Pues bien, en lo que al Covid-19 se refiere, no podemos saber en qué porcentaje afectan a nuestra comunicación las medidas de prevención, pero tampoco necesitamos ese dato para saber que su impacto cualitativo es inevitable. La mascarilla, la distancia y la falta de contacto físico disminuyen la calidad de nuestra comunicación, y con ella se resiente también la calidad de nuestras relaciones sociales.

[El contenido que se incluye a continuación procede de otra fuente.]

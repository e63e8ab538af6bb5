//! Configuration for sandboxed launches.

use std::fmt;
use std::path::PathBuf;
use std::str::FromStr;

use crate::display::{Geometry, X11Mode};
use crate::error::ConfigError;

/// Access granted to a bind-mounted host path.
#[derive(Debug, Clone, Copy, PartialEq, Eq, Hash)]
pub enum AccessMode {
    /// `ro`
    ReadOnly,
    /// `rw`
    ReadWrite,
}

impl AccessMode {
    /// Returns the token used on the command line.
    #[must_use]
    pub fn as_str(self) -> &'static str {
        match self {
            AccessMode::ReadOnly => "ro",
            AccessMode::ReadWrite => "rw",
        }
    }
}

/// A `PATH:{ro,rw}` token as given to `--dotwine` and `--pass`.
///
/// The token is split at the last colon, so the path itself may contain colons.
///
/// # Example
///
/// ```
/// use winecell::sandbox::{AccessMode, BindSpec};
///
/// let spec: BindSpec = "/srv/games:ro".parse().unwrap();
/// assert_eq!(spec.path.to_str(), Some("/srv/games"));
/// assert_eq!(spec.access, AccessMode::ReadOnly);
/// ```
#[derive(Debug, Clone, PartialEq, Eq)]
pub struct BindSpec {
    /// Host path, as given (not yet absolutized).
    pub path: PathBuf,
    /// Requested access.
    pub access: AccessMode,
}

impl BindSpec {
    /// Creates a bind spec from parts.
    #[must_use]
    pub fn new(path: impl Into<PathBuf>, access: AccessMode) -> Self {
        Self {
            path: path.into(),
            access,
        }
    }
}

impl FromStr for BindSpec {
    type Err = ConfigError;

    fn from_str(candidate: &str) -> Result<Self, Self::Err> {
        let invalid = || ConfigError::InvalidAccessSpec {
            value: candidate.to_string(),
        };

        let (path, access) = candidate.rsplit_once(':').ok_or_else(invalid)?;
        let access = match access {
            "ro" => AccessMode::ReadOnly,
            "rw" => AccessMode::ReadWrite,
            _ => return Err(invalid()),
        };
        if path.is_empty() {
            return Err(invalid());
        }

        Ok(Self::new(path, access))
    }
}

impl fmt::Display for BindSpec {
    fn fmt(&self, f: &mut fmt::Formatter<'_>) -> fmt::Result {
        write!(f, "{}:{}", self.path.display(), self.access.as_str())
    }
}

/// Everything that describes one sandboxed launch.
///
/// Use the builder methods to customize the launch.
///
/// # Example
///
/// ```
/// use winecell::display::X11Mode;
/// use winecell::sandbox::LaunchConfig;
///
/// let config = LaunchConfig::new("notepad.exe")
///     .with_x11(X11Mode::Xephyr)
///     .with_network(true)
///     .with_retry(true);
/// assert_eq!(config.program.as_deref(), Some("notepad.exe"));
/// ```
#[derive(Debug, Clone)]
pub struct LaunchConfig {
    /// Program to run; `None` only makes sense together with `configure`.
    pub program: Option<String>,

    /// Arguments passed to the program.
    pub args: Vec<String>,

    /// Nested display selection.
    pub x11: X11Mode,

    /// Screen geometry for nested displays.
    pub geometry: Geometry,

    /// Share the host network namespace.
    pub network: bool,

    /// Expose the PulseAudio socket.
    pub pulseaudio: bool,

    /// Host directory to use for `~/.wine`; tmpfs when `None`.
    pub dotwine: Option<BindSpec>,

    /// Additional host paths bound at the same location.
    pub extra_binds: Vec<BindSpec>,

    /// Force running `winecfg` before the program.
    pub configure: bool,

    /// Run the program through `wine`.
    pub with_wine: bool,

    /// Run the program a second time on non-zero exit.
    pub retry: bool,

    /// Relay the session through a pseudo-terminal.
    pub pty: bool,
}

impl Default for LaunchConfig {
    fn default() -> Self {
        Self {
            program: None,
            args: Vec::new(),
            x11: X11Mode::None,
            geometry: Geometry::default(),
            network: false,
            pulseaudio: false,
            dotwine: None,
            extra_binds: Vec::new(),
            configure: false,
            with_wine: true,
            retry: false,
            pty: true,
        }
    }
}

impl LaunchConfig {
    /// Creates a configuration running `program` with default settings.
    #[must_use]
    pub fn new(program: impl Into<String>) -> Self {
        Self {
            program: Some(program.into()),
            ..Self::default()
        }
    }

    /// Sets the program arguments.
    #[must_use]
    pub fn with_args<I, S>(mut self, args: I) -> Self
    where
        I: IntoIterator<Item = S>,
        S: Into<String>,
    {
        self.args = args.into_iter().map(Into::into).collect();
        self
    }

    /// Sets the display mode.
    #[must_use]
    pub fn with_x11(mut self, mode: X11Mode) -> Self {
        self.x11 = mode;
        self
    }

    /// Sets the nested display geometry.
    #[must_use]
    pub fn with_geometry(mut self, geometry: Geometry) -> Self {
        self.geometry = geometry;
        self
    }

    /// Enables or disables networking.
    #[must_use]
    pub fn with_network(mut self, enabled: bool) -> Self {
        self.network = enabled;
        self
    }

    /// Enables or disables sound.
    #[must_use]
    pub fn with_pulseaudio(mut self, enabled: bool) -> Self {
        self.pulseaudio = enabled;
        self
    }

    /// Uses a host directory for `~/.wine`.
    #[must_use]
    pub fn with_dotwine(mut self, spec: BindSpec) -> Self {
        self.dotwine = Some(spec);
        self
    }

    /// Adds one extra bind.
    #[must_use]
    pub fn with_extra_bind(mut self, spec: BindSpec) -> Self {
        self.extra_binds.push(spec);
        self
    }

    /// Forces the configuration step.
    #[must_use]
    pub fn with_configure(mut self, enabled: bool) -> Self {
        self.configure = enabled;
        self
    }

    /// Runs the program with or without Wine.
    #[must_use]
    pub fn with_wine(mut self, enabled: bool) -> Self {
        self.with_wine = enabled;
        self
    }

    /// Enables or disables the second attempt.
    #[must_use]
    pub fn with_retry(mut self, enabled: bool) -> Self {
        self.retry = enabled;
        self
    }

    /// Enables or disables the pseudo-terminal relay.
    #[must_use]
    pub fn with_pty(mut self, enabled: bool) -> Self {
        self.pty = enabled;
        self
    }
}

Y el motivo es muy fácil de comprender. Entre otros muchos efectos, las restricciones de conducta a las que nos obliga la pandemia limitan significativamente nuestra capacidad para expresar e interpretar la comunicación no verbal en su conjunto y de forma congruente. Nos faltan partes para procesar bien el todo. Eso, en el corto plazo. Son las dificultades que ya vivimos a diario. En el medio y largo plazo las consecuencias pueden ser mucho mayores.
No olvidemos que nuestra comunicación no verbal tiene dos orígenes bien diferenciados. Una parte es innata y común en todos los humanos, la traemos de serie al nacer, como los gestos de triunfo y poder con los brazos en alto, o las expresiones faciales de las emociones básicas. Y la otra parte es aprendida, incorporada a nuestro repertorio particular en función de la cultura donde crecemos, y modulada por nuestra propia personalidad.
En ese sentido, lo que ocurra a partir de ahora con nuestra forma de comunicarnos estará condicionado por esos tres factores citados: genética, cultura y personalidad. Pero dependerá, sobre todo, del tiempo que se prolonguen las restricciones, porque la parte cultural de nuestra expresividad no sobrevive más allá de una generación si alteramos el entorno en el que se desarrolla, como demostró el antropólogo David Efron, con sus estudios sobre los gestos de la población inmigrante de Nueva York.
En definitiva, el comportamiento no verbal juega un papel fundamental para entendernos y relacionarnos, para disfrutar de una comunicación plena, para estar sanos emocionalmente, desarrollar la empatía y ejercer la solidaridad, elementos más necesarios que nunca si queremos salir de este monumental lío en el que anda la humanidad.